Question

A 20 \(\Omega\) resistance is connected across a supply of 400 V. If a resistance \(R\) is connected in parallel with the above 20 \(\Omega\) resistance, the current drawn from the supply gets doubled. The value of the unknown resistance \(R\) is:

• A. 80 \(\Omega\)
• B. 40 \(\Omega\)
• C. 20 \(\Omega\)
• D. 10 \(\Omega\)

Hint:

When two resistors are in parallel, their equivalent resistance is always less than the smallest resistance.

Answer 1

The Correct Option is C

Let the current drawn by the 20 \(\Omega\) resistance be \(I_1\). The current when the resistance \(R\) is added in parallel becomes \(I_2 = 2I_1\).
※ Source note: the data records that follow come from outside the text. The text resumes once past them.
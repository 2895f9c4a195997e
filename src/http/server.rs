//! Server bootstrap and graceful shutdown

use anyhow::{Context, Result};
use std::sync::Arc;
use tracing::info;

use crate::config::Config;
use crate::http::routes::router;
use crate::http::state::AppState;

pub async fn serve(config: &Config, state: Arc<AppState>) -> Result<()> {
    let addr = format!("{}:{}", config.bind_host, config.bind_port);
    let listener = tokio::net::TcpListener::bind(&addr)
        .await
        .with_context(|| format!("failed to bind {addr}"))?;
    info!("🌐 Listening on {}", listener.local_addr()?);

    axum::serve(listener, router(state))
        .with_graceful_shutdown(shutdown_signal())
        .await
        .context("server error")?;

    info!("👋 Server stopped");
    Ok(())
}

async fn shutdown_signal() {
    if tokio::signal::ctrl_c().await.is_ok() {
        info!("🛑 Shutdown signal received, draining connections...");
    }
}
//! Independent market price lookups

use anyhow::Context;
use rust_decimal::prelude::*;
use rust_decimal_macros::dec;
use std::str::FromStr;
use std::time::Duration;
use tracing::warn;
use crate::{
    errors::{RelayError, RelayResult},
    network::retry::{retry_with_backoff, RetryConfig},
};

/// Spot price source backed by a Binance-compatible ticker endpoint. Used
/// for execution-price fallback, unrealized PnL and agent series anchoring.
pub struct PriceOracle {
    client: reqwest::Client,
    base_url: String,
}

impl PriceOracle {
    pub fn new(base_url: impl Into<String>) -> RelayResult<Self> {
        let client = reqwest::Client::builder()
            .timeout(Duration::from_secs(3))
            .build()
            .map_err(|e| {
                warn!("⚠️ Failed to initialize HTTP client: {}", e);
                RelayError::Network {
                    message: "Failed to build HTTP client".to_string(),
                    source: Some(e.into()),
                    retry_count: 0,
                }
            })?;

        Ok(Self {
            client,
            base_url: base_url.into(),
        })
    }

    pub async fn spot_price(&self, ticker: &str) -> RelayResult<Decimal> {
        let url = format!(
            "{}/api/v3/ticker/price?symbol={}",
            self.base_url.trim_end_matches('/'),
            ticker
        );

        let operation = || async {
            let response = self
                .client
                .get(&url)
                .send()
                .await
                .context("HTTP request failed")?;

            if !response.status().is_success() {
                let status = response.status();
                let body = response.text().await.unwrap_or_default();
                warn!("⚠️ Oracle returned error status {}: {}", status, body);
                return Err(anyhow::anyhow!("Oracle error: {} - {}", status, body));
            }

            let json: serde_json::Value = response
                .json()
                .await
                .context("Failed to parse JSON response")?;

            let price_str = json["price"]
                .as_str()
                .ok_or_else(|| anyhow::anyhow!("Missing 'price' field in response"))?;

            let price = Decimal::from_str(price_str).context("Failed to parse price string")?;

            Ok(price)
        };

        let price = retry_with_backoff(
            operation,
            &RetryConfig {
                max_attempts: 3,
                initial_delay_ms: 200,
                ..Default::default()
            },
            &format!("{ticker} price fetch"),
        )
        .await?;

        if price <= dec!(0) {
            warn!("⚠️ Invalid price received for {}: {}", ticker, price);
            return Err(RelayError::Network {
                message: format!("Oracle price for {ticker} is not positive: {price}"),
                source: None,
                retry_count: 0,
            });
        }

        Ok(price)
    }
}

#[cfg(test)]
mod tests {
    use super::*;

    #[tokio::test]
    async fn spot_price_parses_ticker_response() {
        let mut server = mockito::Server::new_async().await;
        let mock = server
            .mock("GET", "/api/v3/ticker/price?symbol=ETHUSDC")
            .with_status(200)
            .with_header("content-type", "application/json")
            .with_body(r#"{"symbol":"ETHUSDC","price":"2500.50"}"#)
            .create_async()
            .await;

        let oracle = PriceOracle::new(server.url()).unwrap();
        let price = oracle.spot_price("ETHUSDC").await.unwrap();

        assert_eq!(price, dec!(2500.50));
        mock.assert_async().await;
    }

    #[tokio::test]
    async fn non_positive_prices_are_rejected() {
        let mut server = mockito::Server::new_async().await;
        server
            .mock("GET", "/api/v3/ticker/price?symbol=ETHUSDC")
            .with_status(200)
            .with_header("content-type", "application/json")
            .with_body(r#"{"symbol":"ETHUSDC","price":"0"}"#)
            .create_async()
            .await;

        let oracle = PriceOracle::new(server.url()).unwrap();
        assert!(oracle.spot_price("ETHUSDC").await.is_err());
    }

    #[tokio::test]
    async fn missing_price_field_is_an_error() {
        let mut server = mockito::Server::new_async().await;
        server
            .mock("GET", "/api/v3/ticker/price?symbol=BTCUSDC")
            .with_status(200)
            .with_header("content-type", "application/json")
            .with_body(r#"{"symbol":"BTCUSDC"}"#)
            .expect_at_least(1)
            .create_async()
            .await;

        let oracle = PriceOracle::new(server.url()).unwrap();
        assert!(oracle.spot_price("BTCUSDC").await.is_err());
    }
}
From Ohm's law: \[ I_1 = \frac{V}{R_1} = \frac{400}{20} = 20 \, \text{A} \] Now, the equivalent resistance of the parallel combination is: \[ R_{\text{eq}} = \frac{R_1 R}{R_1 + R} = \frac{20R}{20 + R} \] The current doubles, so: \[ I_2 = \frac{400}{R_{\text{eq}}} = 2I_1 = 40 \, \text{A} \] Solving for \(R\), we get \(R = 20 \, \Omega\).